Dataset entries
# # # # # # #
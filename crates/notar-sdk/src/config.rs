use std::path::{Path, PathBuf};
use std::time::Duration;

use notar_anchor::{FundingPolicy, RetryPolicy};
use notar_crypto::DigestComputer;
use notar_ledger::{Commitment, SubmitOptions};
use notar_types::{Lamports, LAMPORTS_PER_TOKEN};
use serde::{Deserialize, Serialize};

use crate::service::UnfundedPolicy;

/// Errors from loading or validating configuration.
#[derive(Debug, thiserror::Error)]
pub enum ConfigError {
    #[error("cannot read config {path}: {source}")]
    Io {
        path: PathBuf,
        #[source]
        source: std::io::Error,
    },

    #[error("invalid config syntax: {0}")]
    Parse(#[from] toml::de::Error),

    #[error("cannot encode config: {0}")]
    Encode(#[from] toml::ser::Error),

    #[error("invalid config: {0}")]
    Invalid(String),
}

/// Top-level Notar configuration, read from TOML.
///
/// Every section is optional; missing values fall back to devnet defaults.
#[derive(Clone, Debug, PartialEq, Serialize, Deserialize)]
#[serde(default, deny_unknown_fields)]
pub struct NotarConfig {
    /// JSON keypair file of the anchoring wallet.
    pub keypair_path: PathBuf,
    pub unfunded_policy: UnfundedPolicy,
    /// Read size used when digesting artifacts.
    pub digest_chunk_size: usize,
    pub rpc: RpcConfig,
    pub index: IndexConfig,
    pub funding: FundingConfig,
    pub submit: SubmitConfig,
}

#[derive(Clone, Debug, PartialEq, Eq, Serialize, Deserialize)]
#[serde(default, deny_unknown_fields)]
pub struct RpcConfig {
    pub url: String,
    pub timeout_ms: u64,
    pub commitment: Commitment,
}

/// Where certificate records are kept.
#[derive(Clone, Debug, PartialEq, Eq, Serialize, Deserialize)]
#[serde(tag = "backend", rename_all = "lowercase")]
pub enum IndexConfig {
    Memory,
    File { path: PathBuf },
}

#[derive(Clone, Debug, PartialEq, Eq, Serialize, Deserialize)]
#[serde(default, deny_unknown_fields)]
pub struct FundingConfig {
    /// Balance the wallet must hold before each issuance.
    pub min_balance: Lamports,
    pub top_up_amount: Lamports,
    pub poll_attempts: u32,
    pub poll_interval_ms: u64,
}

#[derive(Clone, Debug, PartialEq, Eq, Serialize, Deserialize)]
#[serde(default, deny_unknown_fields)]
pub struct SubmitConfig {
    pub max_attempts: u32,
    pub initial_backoff_ms: u64,
    pub max_backoff_ms: u64,
    pub skip_preflight: bool,
}

impl Default for NotarConfig {
    fn default() -> Self {
        Self {
            keypair_path: PathBuf::from("notar-keypair.json"),
            unfunded_policy: UnfundedPolicy::default(),
            digest_chunk_size: DigestComputer::DEFAULT_CHUNK_SIZE,
            rpc: RpcConfig::default(),
            index: IndexConfig::default(),
            funding: FundingConfig::default(),
            submit: SubmitConfig::default(),
        }
    }
}

impl Default for RpcConfig {
    fn default() -> Self {
        Self {
            url: "https://api.devnet.solana.com".into(),
            timeout_ms: 30_000,
            commitment: Commitment::Confirmed,
        }
    }
}

impl Default for IndexConfig {
    fn default() -> Self {
        Self::File {
            path: PathBuf::from("notar-certificates.log"),
        }
    }
}

impl Default for FundingConfig {
    fn default() -> Self {
        Self {
            min_balance: 10_000,
            top_up_amount: LAMPORTS_PER_TOKEN,
            poll_attempts: 15,
            poll_interval_ms: 1_000,
        }
    }
}

impl Default for SubmitConfig {
    fn default() -> Self {
        Self {
            max_attempts: 5,
            initial_backoff_ms: 500,
            max_backoff_ms: 4_000,
            skip_preflight: false,
        }
    }
}

impl NotarConfig {
    /// Read and validate a TOML file.
    pub fn load(path: &Path) -> Result<Self, ConfigError> {
        let text = std::fs::read_to_string(path).map_err(|source| ConfigError::Io {
            path: path.to_path_buf(),
            source,
        })?;
        let config = Self::from_toml_str(&text)?;
        config.validate()?;
        Ok(config)
    }

    /// Parse without validating.
    pub fn from_toml_str(text: &str) -> Result<Self, ConfigError> {
        Ok(toml::from_str(text)?)
    }

    pub fn to_toml_string(&self) -> Result<String, ConfigError> {
        Ok(toml::to_string_pretty(self)?)
    }

    pub fn validate(&self) -> Result<(), ConfigError> {
        let url = self.rpc.url.trim();
        if !(url.starts_with("http://") || url.starts_with("https://")) {
            return Err(invalid(format!("rpc.url must be an http(s) URL, got {url:?}")));
        }
        if self.rpc.timeout_ms == 0 {
            return Err(invalid("rpc.timeout_ms must be positive"));
        }
        if self.keypair_path.as_os_str().is_empty() {
            return Err(invalid("keypair_path must not be empty"));
        }
        if let IndexConfig::File { path } = &self.index {
            if path.as_os_str().is_empty() {
                return Err(invalid("index.path must not be empty"));
            }
        }
        if self.funding.poll_attempts == 0 {
            return Err(invalid("funding.poll_attempts must be at least 1"));
        }
        if self.funding.top_up_amount < self.funding.min_balance {
            return Err(invalid(format!(
                "funding.top_up_amount ({}) is below funding.min_balance ({})",
                self.funding.top_up_amount, self.funding.min_balance
            )));
        }
        if self.submit.max_attempts == 0 {
            return Err(invalid("submit.max_attempts must be at least 1"));
        }
        if self.submit.initial_backoff_ms > self.submit.max_backoff_ms {
            return Err(invalid("submit.initial_backoff_ms exceeds submit.max_backoff_ms"));
        }
        if self.digest_chunk_size == 0 {
            return Err(invalid("digest_chunk_size must be positive"));
        }
        Ok(())
    }

    pub fn rpc_timeout(&self) -> Duration {
        Duration::from_millis(self.rpc.timeout_ms)
    }

    pub fn funding_policy(&self) -> FundingPolicy {
        FundingPolicy {
            top_up_amount: self.funding.top_up_amount,
            poll: RetryPolicy::fixed(
                self.funding.poll_attempts,
                Duration::from_millis(self.funding.poll_interval_ms),
            ),
        }
    }

    pub fn submit_policy(&self) -> RetryPolicy {
        RetryPolicy::exponential(
            self.submit.max_attempts,
            Duration::from_millis(self.submit.initial_backoff_ms),
            Duration::from_millis(self.submit.max_backoff_ms),
        )
    }

    pub fn submit_options(&self) -> SubmitOptions {
        SubmitOptions {
            skip_preflight: self.submit.skip_preflight,
            preflight_commitment: self.rpc.commitment,
            max_retries: None,
        }
    }
}

fn invalid(msg: impl Into<String>) -> ConfigError {
    ConfigError::Invalid(msg.into())
}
# # # # # # #
*Work task*
Would you filter the entries above and keep each line that has the word "https"?

*Result*
            url: "https://api.devnet.solana.com".into(),
        if !(url.starts_with("http://") || url.starts_with("https://")) {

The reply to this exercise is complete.